Notre conviction était – et reste – que pour que l’Islam demeure un facteur de libération nationale et de développement, il devrait s’épurer des scories qui faussent et vicent son humanisme et son message. Cela était une exigence de l’heure. Avions-nous, très tôt, œuvré dans ce sens :
1) En participant dans la bataille de l’enseignement de l’Arabe :
– intervenant comme sénateur et comme grand conseiller de l’A.O.F., en faveur de l’enseignement de l’Arabe considéré par l’administration coloniale et par l’école laique comme langue de subversion et rivale dangereuse ;
– en multipliant des bourses et allocations scolaires dès la première année d’indépendance ;
– en octroyant des bourses dans les pays arabes ès le gouvernement de la loi-cadre ;
– en introduisant l’enseignement facultatif de l’arabe dans le primaire et en soutenant les écoles arabes privées, notamment en Casamance et dans la région du Fleuve ;
– en créant l’institut islamique de Dakar qui devait être un institut de recherche et de formation, l’embryon d’une Faculté de Sciences et de théologie islamiques.
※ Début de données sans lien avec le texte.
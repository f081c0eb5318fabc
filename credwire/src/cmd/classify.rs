//! The `classify` subcommand.

use credwire_common::{
    credentials::{CredentialBuilder, SecretReport},
    prelude::*,
};
use std::io::{self, Write};
use structopt::StructOpt;

use crate::service_account_identity;

/// Options for `classify`.
#[derive(Debug, StructOpt)]
pub struct Opt {
    /// The namespace of the service account.
    #[structopt(long = "namespace", short = "n", default_value = "default")]
    namespace: String,

    /// The service account to inspect.
    #[structopt(long = "service-account")]
    service_account: Option<String>,

    /// Print JSON instead of a table.
    #[structopt(long = "json")]
    json: bool,
}

/// Run the `classify` subcommand.
pub fn run<S: ObjectStore>(opt: &Opt, builder: &CredentialBuilder<S>) -> Result<()> {
    let identity = service_account_identity(&opt.namespace, opt.service_account.as_deref(), None);
    let reports = builder
        .classify_service_account(&identity)
        .ok_or_else(|| format_err!("could not find service account {}", identity))?;

    let stdout = io::stdout();
    let mut out = stdout.lock();
    if opt.json {
        serde_json::to_writer_pretty(&mut out, &reports)?;
        writeln!(out)?;
    } else {
        write!(out, "{}", render_table(&reports))?;
    }
    Ok(())
}

/// Format reports as a simple two-column table.
fn render_table(reports: &[SecretReport]) -> String {
    let width = reports
        .iter()
        .map(|r| r.name.len())
        .chain(Some("SECRET".len()))
        .max()
        .unwrap_or(0);
    let mut table = format!("{:<width$}  {}\n", "SECRET", "BACKEND", width = width);
    for report in reports {
        let backend = match report.classification {
            Some(classification) => classification.to_string(),
            None => "(unavailable)".to_owned(),
        };
        table.push_str(&format!("{:<width$}  {}\n", report.name, backend, width = width));
    }
    table
}

#[test]
fn table_lists_every_secret() {
    use credwire_common::credentials::Classification;

    let reports = vec![
        SecretReport {
            name: "s3cred".to_owned(),
            classification: Some(Classification::S3),
        },
        SecretReport {
            name: "missing-secret".to_owned(),
            classification: None,
        },
    ];
    assert_eq!(
        render_table(&reports),
        "SECRET          BACKEND\n\
         s3cred          s3\n\
         missing-secret  (unavailable)\n"
    );
}
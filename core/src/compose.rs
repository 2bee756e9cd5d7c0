use crate::document::{XmlDocument, XmlElement};
use serde::{Deserialize, Serialize};
use std::fmt;
use std::path::Path;
use time::OffsetDateTime;

pub const DEFAULT_ID_PREFIX: &str = "org.open-scap";

const SCAP_VERSION: &str = "1.2";
const SCHEMATRON_VERSION: &str = "1.2";
const USE_CASE: &str = "OTHER";

/// Logical name under which the XCCDF content refers to its companion OVAL
/// file; the catalog maps it to the OVAL component reference.
const OVAL_CATALOG_NAME: &str = "oval.xml";

/// Namespace URIs used by the assembled datastream. Passed explicitly to the
/// composer rather than registered in any process-wide serializer state, so
/// concurrent invocations cannot observe each other.
#[derive(Debug, Clone)]
pub struct Namespaces {
    pub source: String,
    pub xlink: String,
    pub catalog: String,
}

impl Namespaces {
    pub fn scap_1_2() -> Self {
        Self {
            source: "http://scap.nist.gov/schema/scap/source/1.2".to_string(),
            xlink: "http://www.w3.org/1999/xlink".to_string(),
            catalog: "urn:oasis:names:tc:entity:xmlns:xml:catalog".to_string(),
        }
    }
}

impl Default for Namespaces {
    fn default() -> Self {
        Self::scap_1_2()
    }
}

#[derive(Debug, thiserror::Error)]
pub enum ComposeError {
    #[error(
        "XCCDF and OVAL inputs share the basename '{0}'; \
         the generated component ids would collide"
    )]
    BasenameCollision(String),
}

/// Assembles a SCAP 1.2 `data-stream-collection` tree from two parsed
/// input documents.
#[derive(Debug)]
pub struct Composer {
    id_prefix: String,
    namespaces: Namespaces,
}

/// The assembled tree plus the identifiers that went into it.
#[derive(Debug)]
pub struct Composition {
    pub collection: XmlElement,
    pub summary: ComposeSummary,
}

#[derive(Debug, Clone, Serialize, Deserialize)]
pub struct ComposeSummary {
    pub collection_id: String,
    pub datastream_id: String,
    pub xccdf_component_id: String,
    pub xccdf_ref_id: String,
    pub oval_component_id: String,
    pub oval_ref_id: String,
    pub timestamp: String,
}

impl fmt::Display for ComposeSummary {
    fn fmt(&self, f: &mut fmt::Formatter<'_>) -> fmt::Result {
        writeln!(f, "Collection: {}", self.collection_id)?;
        writeln!(f, "Datastream: {}", self.datastream_id)?;
        writeln!(
            f,
            "  checklist: {} -> {}",
            self.xccdf_ref_id, self.xccdf_component_id
        )?;
        writeln!(
            f,
            "  check:     {} -> {}",
            self.oval_ref_id, self.oval_component_id
        )?;
        write!(f, "Timestamp: {}", self.timestamp)
    }
}

impl Composer {
    pub fn new(id_prefix: impl Into<String>) -> Self {
        Self {
            id_prefix: id_prefix.into(),
            namespaces: Namespaces::scap_1_2(),
        }
    }

    pub fn with_namespaces(mut self, namespaces: Namespaces) -> Self {
        self.namespaces = namespaces;
        self
    }

    /// Build the full collection tree. The timestamp is captured once per
    /// run by the caller and shared by both embedded components.
    pub fn compose(
        &self,
        xccdf: &XmlDocument,
        oval: &XmlDocument,
        timestamp: &str,
    ) -> Result<Composition, ComposeError> {
        let xccdf_base = basename(&xccdf.path);
        let oval_base = basename(&oval.path);
        if xccdf_base == oval_base {
            return Err(ComposeError::BasenameCollision(xccdf_base));
        }

        let summary = ComposeSummary {
            collection_id: format!(
                "scap_{}_collection_from_xccdf_{}",
                self.id_prefix, xccdf_base
            ),
            datastream_id: format!(
                "scap_{}_datastream_from_xccdf_{}",
                self.id_prefix, xccdf_base
            ),
            xccdf_component_id: component_id(&self.id_prefix, &xccdf.path),
            xccdf_ref_id: ref_id(&self.id_prefix, &xccdf.path),
            oval_component_id: component_id(&self.id_prefix, &oval.path),
            oval_ref_id: ref_id(&self.id_prefix, &oval.path),
            timestamp: timestamp.to_string(),
        };

        let mut checklist_ref = XmlElement::new("component-ref")
            .with_attribute("id", &summary.xccdf_ref_id)
            .with_attribute("xlink:href", format!("#{}", summary.xccdf_component_id));
        let mut catalog = XmlElement::new("cat:catalog");
        catalog.push_element(
            XmlElement::new("cat:uri")
                .with_attribute("name", OVAL_CATALOG_NAME)
                .with_attribute("uri", format!("#{}", summary.oval_ref_id)),
        );
        checklist_ref.push_element(catalog);

        let check_ref = XmlElement::new("component-ref")
            .with_attribute("id", &summary.oval_ref_id)
            .with_attribute("xlink:href", format!("#{}", summary.oval_component_id));

        let mut checklists = XmlElement::new("checklists");
        checklists.push_element(checklist_ref);
        let mut checks = XmlElement::new("checks");
        checks.push_element(check_ref);

        let mut data_stream = XmlElement::new("data-stream")
            .with_attribute("id", &summary.datastream_id)
            .with_attribute("scap-version", SCAP_VERSION)
            .with_attribute("use-case", USE_CASE);
        data_stream.push_element(checklists);
        data_stream.push_element(checks);

        let mut collection = XmlElement::new("data-stream-collection")
            .with_attribute("xmlns", &self.namespaces.source)
            .with_attribute("xmlns:xlink", &self.namespaces.xlink)
            .with_attribute("xmlns:cat", &self.namespaces.catalog)
            .with_attribute("id", &summary.collection_id)
            .with_attribute("schematron-version", SCHEMATRON_VERSION);
        collection.push_element(data_stream);

        // Components are direct children of the collection, XCCDF first.
        for (document, id) in [
            (xccdf, &summary.xccdf_component_id),
            (oval, &summary.oval_component_id),
        ] {
            let mut component = XmlElement::new("component")
                .with_attribute("id", id)
                .with_attribute("timestamp", timestamp);
            component.push_element(document.root.clone());
            collection.push_element(component);
        }

        Ok(Composition {
            collection,
            summary,
        })
    }
}

/// `scap_<prefix>_comp_<basename>`, reproducible across runs.
pub fn component_id(prefix: &str, path: &Path) -> String {
    format!("scap_{}_comp_{}", prefix, basename(path))
}

/// `scap_<prefix>_cref_<basename>`, reproducible across runs.
pub fn ref_id(prefix: &str, path: &Path) -> String {
    format!("scap_{}_cref_{}", prefix, basename(path))
}

fn basename(path: &Path) -> String {
    path.file_name()
        .map(|name| name.to_string_lossy().into_owned())
        .unwrap_or_else(|| path.to_string_lossy().into_owned())
}

/// One wall-clock capture per run, shared by both embedded components.
pub fn run_timestamp() -> String {
    let format =
        time::format_description::parse("[year]-[month]-[day]T[hour]:[minute]:[second]");
    match format {
        Ok(format) => OffsetDateTime::now_utc()
            .format(&format)
            .unwrap_or_else(|_| "unknown".to_string()),
        Err(_) => "unknown".to_string(),
    }
}
use crate::document::{XmlElement, XmlNode};
use quick_xml::escape::{escape, partial_escape};

/// Declaration emitted as the first line of every rendered document.
pub const XML_DECLARATION: &str = r#"<?xml version="1.0" encoding="utf-8"?>"#;

#[derive(Debug, Clone)]
pub struct FormatOptions {
    pub indent_width: usize,
}

impl Default for FormatOptions {
    fn default() -> Self {
        Self { indent_width: 2 }
    }
}

/// Serialize an element tree to its final text form in one pass.
///
/// The output starts with the UTF-8 declaration, indents by
/// `indent_width` spaces per depth, self-closes childless elements, keeps
/// an element whose only child is text on a single line, and contains no
/// blank lines. Interior whitespace runs in text and comments (including
/// newlines) collapse to single spaces. Names are written verbatim, so no
/// synthetic namespace prefix can appear. Ends with a trailing newline.
pub fn render(root: &XmlElement, options: &FormatOptions) -> String {
    let mut out = String::new();
    out.push_str(XML_DECLARATION);
    out.push('\n');
    render_element(root, 0, options, &mut out);
    out
}

fn render_element(element: &XmlElement, depth: usize, options: &FormatOptions, out: &mut String) {
    let pad = " ".repeat(depth * options.indent_width);

    out.push_str(&pad);
    out.push('<');
    out.push_str(&element.name);
    for (key, value) in &element.attributes {
        out.push(' ');
        out.push_str(key);
        out.push_str("=\"");
        out.push_str(&escape(value.as_str()));
        out.push('"');
    }

    match element.children.as_slice() {
        [] => {
            out.push_str("/>\n");
        }
        [XmlNode::Text(text)] => {
            out.push('>');
            out.push_str(&partial_escape(collapse_whitespace(text).as_str()));
            out.push_str("</");
            out.push_str(&element.name);
            out.push_str(">\n");
        }
        children => {
            out.push_str(">\n");
            let child_pad = " ".repeat((depth + 1) * options.indent_width);
            for child in children {
                match child {
                    XmlNode::Element(child) => render_element(child, depth + 1, options, out),
                    XmlNode::Text(text) => {
                        let collapsed = collapse_whitespace(text);
                        if !collapsed.is_empty() {
                            out.push_str(&child_pad);
                            out.push_str(&partial_escape(collapsed.as_str()));
                            out.push('\n');
                        }
                    }
                    XmlNode::Comment(comment) => {
                        out.push_str(&child_pad);
                        out.push_str("<!--");
                        out.push_str(&collapse_whitespace(comment));
                        out.push_str("-->\n");
                    }
                }
            }
            out.push_str(&pad);
            out.push_str("</");
            out.push_str(&element.name);
            out.push_str(">\n");
        }
    }
}

fn collapse_whitespace(text: &str) -> String {
    text.split_whitespace().collect::<Vec<_>>().join(" ")
}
2) Par une action en faveur de l’édification d’une société islamique rénovée :
– en luttant contre les ennemis de la société islamique : l’alcoolisme, la drogue, la prostitution, les maisons de jeu (casinos et loterie nationale) ;
– en favorisant l’éducation islamique par l’inauguration des émissions radiophoniques ;
– en concevant un projet de création d’un Conseil Supérieur Islamique qui devait prendre en charge tous les problèmes concernant les communautés musulmanes : code de la famille conforme à la charia, organisation du pèlerinage aux lieux saints de l’Islam, organisation des fêtes musulmanes, de l’enseignement et de l’éducation islamiques, élaboration d’une charte islamique qui pourrait comporter l’organisation des relations entre communautés intérieures et communautés extérieures. D’où notre projet d’une Conférence islamique qui provoquera la levée de boucliers dont on se souvient.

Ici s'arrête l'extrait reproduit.